TORONTO - Brett Lawrie will make his much-anticipated season debut on Tuesday night against the White Sox.
To make room for Lawrie on the active roster, the Blue Jays placed reliever Sergio Santos on the 15-day disabled list with a right triceps strain; an injury that's plagued the former closer since spring training.
It's time for Lawrie to make his return. He's healthy, he's been hitting well in Single-A games as part of his rehab assignment from a strained ribcage muscle, and he'll go some way toward replacing the irreplaceable Jose Reyes in the lineup.
Lawrie, 23, is expected to be at third base on Tuesday. Jose Bautista will miss a second straight game with back spasms, but manager John Gibbons says he hopes that Bautista will be ready to return on Wednesday.
The minor league experiment with Lawrie at second yielded positive results, the Blue Jays say, but they've invested years in Lawrie at third and Bautista considers himself an outfielder first.
"We never committed to that, I think even when we talked about it on the road," said general manager Alex Anthopoulos. "Right now, when he's back, the plan is still for him to play third and for Jose to play right. It does give John more options; he obviously knows he can bring Bautista in to play third. Now Brett, knowing that he can play the other position…it does give you a little more comfort that we could do that.
"He's always been pretty adamant about (being an outfielder first) but at the same time he's always said 'I'll do whatever the team wants,'" Anthopoulos continued. "And he's always told me the same thing; if you ask Jose, he thinks he's a better right fielder than third baseman. I remember I told him, I don't think he gives himself enough credit. I think he's a great defensive third baseman and I joke with him, one of the most confident players I've ever been around. It's almost like he doesn't realize how good he is at third base."
In a Reyes-less perfect world - an oxymoron if ever there was one - manager John Gibbons would go with Lawrie at third, Maicer Izturis at shortstop and Emilio Bonifacio at second base.
It's clear, however, the club isn't comfortable with that arrangement. Bonifacio has struggled at second base, making four errors, and hasn't been getting on base enough (.229 OBP through 13 games) to solidify himself as an everyday player.

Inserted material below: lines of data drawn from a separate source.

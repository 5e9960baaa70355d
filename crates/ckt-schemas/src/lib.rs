//! Wire types shared by the checkout server and the browser client.
//!
//! These types are `Serialize + Deserialize` so they can be JSON-encoded by
//! Axum on the server and decoded by the client (and by tests). No business
//! logic lives here beyond small derived helpers.

use std::fmt;

use serde::{Deserialize, Serialize};
use serde_json::{Map, Value};

// ---------------------------------------------------------------------------
// Route paths
// ---------------------------------------------------------------------------

/// HTTP paths shared by the router and the client.
pub mod paths {
    pub const INDEX: &str = "/";
    pub const COMPLETE: &str = "/complete";
    pub const ORDER: &str = "/order/:id";
    pub const ORDER_PREFIX: &str = "/order/";
    pub const CREATE_PAYMENT_INTENT: &str = "/create-payment-intent";
    pub const SUBMIT_ORDER: &str = "/submit-order";
    pub const HEALTH: &str = "/v1/health";
    pub const STREAM: &str = "/v1/stream";
}

// ---------------------------------------------------------------------------
// POST /create-payment-intent
// ---------------------------------------------------------------------------

/// One line item as sent to the intent endpoint.
///
/// `amount` already has the quantity folded in; `quantity` is informational
/// and may be omitted by the client.
#[derive(Debug, Clone, PartialEq, Eq, Serialize, Deserialize)]
pub struct CheckoutItem {
    pub id: String,
    pub amount: i64,
    #[serde(default, skip_serializing_if = "Option::is_none")]
    pub quantity: Option<i64>,
}

#[derive(Debug, Clone, PartialEq, Eq, Serialize, Deserialize)]
pub struct CreateIntentRequest {
    pub items: Vec<CheckoutItem>,
}

impl CreateIntentRequest {
    /// Sum of all item amounts in cents. `None` on overflow.
    pub fn total_cents(&self) -> Option<i64> {
        self.items
            .iter()
            .try_fold(0i64, |acc, it| acc.checked_add(it.amount))
    }
}

#[derive(Debug, Clone, PartialEq, Eq, Serialize, Deserialize)]
pub struct CreateIntentResponse {
    #[serde(rename = "clientSecret")]
    pub client_secret: String,
    #[serde(rename = "dpmCheckerLink")]
    pub dpm_checker_link: String,
}

// ---------------------------------------------------------------------------
// POST /submit-order
// ---------------------------------------------------------------------------

/// Everything the browser had in client-local storage when the payment
/// completed, plus the intent it claims to have paid.
#[derive(Debug, Clone, PartialEq, Serialize, Deserialize)]
pub struct SubmitOrderRequest {
    #[serde(rename = "localStorageData")]
    pub local_storage_data: Map<String, Value>,
    #[serde(rename = "paymentIntentId")]
    pub payment_intent_id: String,
}

#[derive(Debug, Clone, PartialEq, Eq, Serialize, Deserialize)]
pub struct MessageResponse {
    pub message: String,
}

/// Body of every 4xx/5xx JSON response.
#[derive(Debug, Clone, PartialEq, Eq, Serialize, Deserialize)]
pub struct ErrorResponse {
    pub error: String,
}

impl ErrorResponse {
    pub fn new(msg: impl Into<String>) -> Self {
        Self { error: msg.into() }
    }
}

// ---------------------------------------------------------------------------
// /v1/health
// ---------------------------------------------------------------------------

#[derive(Debug, Clone, Serialize, Deserialize)]
pub struct HealthResponse {
    pub ok: bool,
    pub service: String,
    pub version: String,
}

// ---------------------------------------------------------------------------
// Payment intent status
// ---------------------------------------------------------------------------

/// Provider-side lifecycle status of a payment intent.
///
/// Only the statuses the checkout flow branches on get their own variant;
/// everything else is carried verbatim in `Unknown`.
#[derive(Debug, Clone, PartialEq, Eq, Hash, Serialize, Deserialize)]
#[serde(from = "String", into = "String")]
pub enum IntentStatus {
    Succeeded,
    Processing,
    RequiresPaymentMethod,
    Unknown(String),
}

impl IntentStatus {
    pub fn parse(s: &str) -> Self {
        match s.trim() {
            "succeeded" => Self::Succeeded,
            "processing" => Self::Processing,
            "requires_payment_method" => Self::RequiresPaymentMethod,
            other => Self::Unknown(other.to_string()),
        }
    }

    pub fn as_str(&self) -> &str {
        match self {
            Self::Succeeded => "succeeded",
            Self::Processing => "processing",
            Self::RequiresPaymentMethod => "requires_payment_method",
            Self::Unknown(raw) => raw.as_str(),
        }
    }

    pub fn is_succeeded(&self) -> bool {
        matches!(self, Self::Succeeded)
    }
}

impl From<String> for IntentStatus {
    fn from(s: String) -> Self {
        Self::parse(&s)
    }
}

impl From<IntentStatus> for String {
    fn from(s: IntentStatus) -> Self {
        s.as_str().to_string()
    }
}

impl fmt::Display for IntentStatus {
    fn fmt(&self, f: &mut fmt::Formatter<'_>) -> fmt::Result {
        f.write_str(self.as_str())
    }
}

/// Client-visible view of a payment intent, as returned by the provider's
/// browser library. Ephemeral: consumed once per confirmation cycle.
#[derive(Debug, Clone, PartialEq, Eq, Serialize, Deserialize)]
pub struct PaymentIntentView {
    pub id: String,
    #[serde(default)]
    pub client_secret: Option<String>,
    pub status: IntentStatus,
}

// ---------------------------------------------------------------------------
// Tests
// ---------------------------------------------------------------------------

Anthopoulos is attempting to acquire a shortstop to bridge the gap to Reyes' return but he isn't willing to overpay.
For now it's fine; we'll watch it," he said. "We're still actively talking to some teams. As of right now I don't think we're going to do anything just off of what the asks have been on some of the players. Again, that could change at any time but I would expect right now it's going to stay the way it is."
"The way it is" is Munenori Kawasaki, who has fit the bill in the short term, reaching base in each of his three games and scoring two runs. He also has an RBI and to this point has played flawless defense.

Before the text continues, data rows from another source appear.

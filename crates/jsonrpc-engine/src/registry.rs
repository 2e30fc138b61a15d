//! Method metadata and the name → method registry.

use std::collections::HashMap;
use std::fmt;
use std::marker::PhantomData;
use std::sync::Arc;

use serde::{Deserialize, Serialize};
use tracing::warn;

use crate::binder::{self, Arguments};
use crate::context::RequestContext;
use crate::error::{BindError, RegistrationError};
use crate::handler::{Handler, HandlerFuture};
use crate::request::RequestParams;
use crate::validate::Validator;

/// A declared handler parameter
#[derive(Debug, Clone, PartialEq, Eq, Serialize, Deserialize)]
pub struct Parameter {
    pub name: String,
    #[serde(default)]
    pub optional: bool,
}

impl Parameter {
    pub fn required(name: impl Into<String>) -> Self {
        Self {
            name: name.into(),
            optional: false,
        }
    }

    pub fn optional(name: impl Into<String>) -> Self {
        Self {
            name: name.into(),
            optional: true,
        }
    }
}

/// Type-erased "convert arguments and call" entry point of one handler.
trait ErasedHandler: Send + Sync {
    fn invoke(&self, ctx: RequestContext, args: Arguments<'_>) -> Result<HandlerFuture, BindError>;
}

struct Erased<H, M> {
    handler: H,
    _marker: PhantomData<fn() -> M>,
}

impl<H, M> ErasedHandler for Erased<H, M>
where
    H: Handler<M>,
{
    fn invoke(&self, ctx: RequestContext, args: Arguments<'_>) -> Result<HandlerFuture, BindError> {
        Handler::call(&self.handler, ctx, args)
    }
}

/// A method the server can dispatch to.
///
/// Built once from a typed handler; the signature is inspected here and
/// never again on the request path.
#[derive(Clone)]
pub struct Method {
    name: String,
    params: Vec<Parameter>,
    needs_context: bool,
    arity: usize,
    zero_values: Vec<bool>,
    handler: Arc<dyn ErasedHandler>,
}

impl Method {
    /// `params` names the handler's arguments in order, not counting a
    /// leading [`RequestContext`].
    pub fn new<H, M>(name: impl Into<String>, params: Vec<Parameter>, handler: H) -> Self
    where
        H: Handler<M>,
        M: 'static,
    {
        Self {
            name: name.into(),
            params,
            needs_context: <H as Handler<M>>::NEEDS_CONTEXT,
            arity: <H as Handler<M>>::ARITY,
            zero_values: <H as Handler<M>>::zero_values(),
            handler: Arc::new(Erased {
                handler,
                _marker: PhantomData,
            }),
        }
    }

    pub fn name(&self) -> &str {
        &self.name
    }

    pub fn params(&self) -> &[Parameter] {
        &self.params
    }

    pub fn needs_context(&self) -> bool {
        self.needs_context
    }

    /// Number of handler arguments, excluding the context
    pub fn arity(&self) -> usize {
        self.arity
    }

    fn check(&self) -> Result<(), RegistrationError> {
        if self.name.is_empty() {
            return Err(RegistrationError::EmptyName);
        }
        if self.arity != self.params.len() {
            return Err(RegistrationError::ArityMismatch {
                method: self.name.clone(),
                declared: self.params.len(),
                handler: self.arity,
            });
        }
        if let Some(param) = self
            .params
            .iter()
            .zip(&self.zero_values)
            .find_map(|(param, zero)| (param.optional && !zero).then_some(param))
        {
            return Err(RegistrationError::NoZeroValue {
                method: self.name.clone(),
                param: param.name.clone(),
            });
        }
        Ok(())
    }

    /// Bind `params`, convert them and start the handler.
    pub(crate) fn invoke(
        &self,
        ctx: RequestContext,
        params: Option<&RequestParams>,
        validator: Option<&dyn Validator>,
    ) -> Result<HandlerFuture, BindError> {
        let values = binder::bind_params(&self.params, params)?;
        let args = Arguments::new(values, &self.params, validator);
        self.handler.invoke(ctx, args)
    }
}

impl fmt::Debug for Method {
    fn fmt(&self, f: &mut fmt::Formatter<'_>) -> fmt::Result {
        f.debug_struct("Method")
            .field("name", &self.name)
            .field("params", &self.params)
            .field("needs_context", &self.needs_context)
            .finish_non_exhaustive()
    }
}

/// Registered methods keyed by name.
///
/// Filled during setup and only read while serving.
#[derive(Debug, Clone, Default)]
pub struct Registry {
    methods: HashMap<String, Method>,
}

impl Registry {
    pub fn new() -> Self {
        Self::default()
    }

    /// Validate and store `method`, replacing any method of the same name.
    /// An invalid method is not added.
    pub fn register(&mut self, method: Method) -> Result<(), RegistrationError> {
        method.check()?;
        let name = method.name.clone();
        if self.methods.insert(name.clone(), method).is_some() {
            warn!(method = %name, "Replaced previously registered method");
        }
        Ok(())
    }

    pub fn get(&self, name: &str) -> Option<&Method> {
        self.methods.get(name)
    }

    pub fn contains(&self, name: &str) -> bool {
        self.methods.contains_key(name)
    }

    /// Registered method names, sorted
    pub fn names(&self) -> Vec<String> {
        let mut names: Vec<String> = self.methods.keys().cloned().collect();
        names.sort();
        names
    }

    pub fn len(&self) -> usize {
        self.methods.len()
    }

    pub fn is_empty(&self) -> bool {
        self.methods.is_empty()
    }
}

"Obviously we like what Kawasaki has done," said Anthopoulos. "I don't think we have any illusions about what the batting average is going to be. I think the energy level he brings has been outstanding; his teammates absolutely adore him…The one thing you like about him, he'll give you good at-bat…He grinds at-bats and the fact that he's a contact bat, I think it allows you to do a lot of things. He can get a guy over, he can hit a sac fly, he can bunt and obviously he can run."
Meantime, Reyes went to Charlotte, North Carolina, for a second opinion on his ankle. Anthopoulos downplayed a report by Danny Knobler of CBSSports.com, which suggested doctors had told Reyes he could return to game action in two months instead of three.
Reyes will be in a cast for two weeks, followed by two more in a walking boot, at which point he'll have to build strength in the ankle before starting baseball-related activities. Throw in a possible minor league rehab assignment and Anthopoulos doesn't think the three month target is far off the mark.
After Monday's victory, the Blue Jays have won three of four. Three consecutive quality starts from the top three in the rotation have set the tone. Mark Buehrle did give up two first inning runs but the offense immediately responded with two of its own.
The Blue Jays didn't trail in the game again.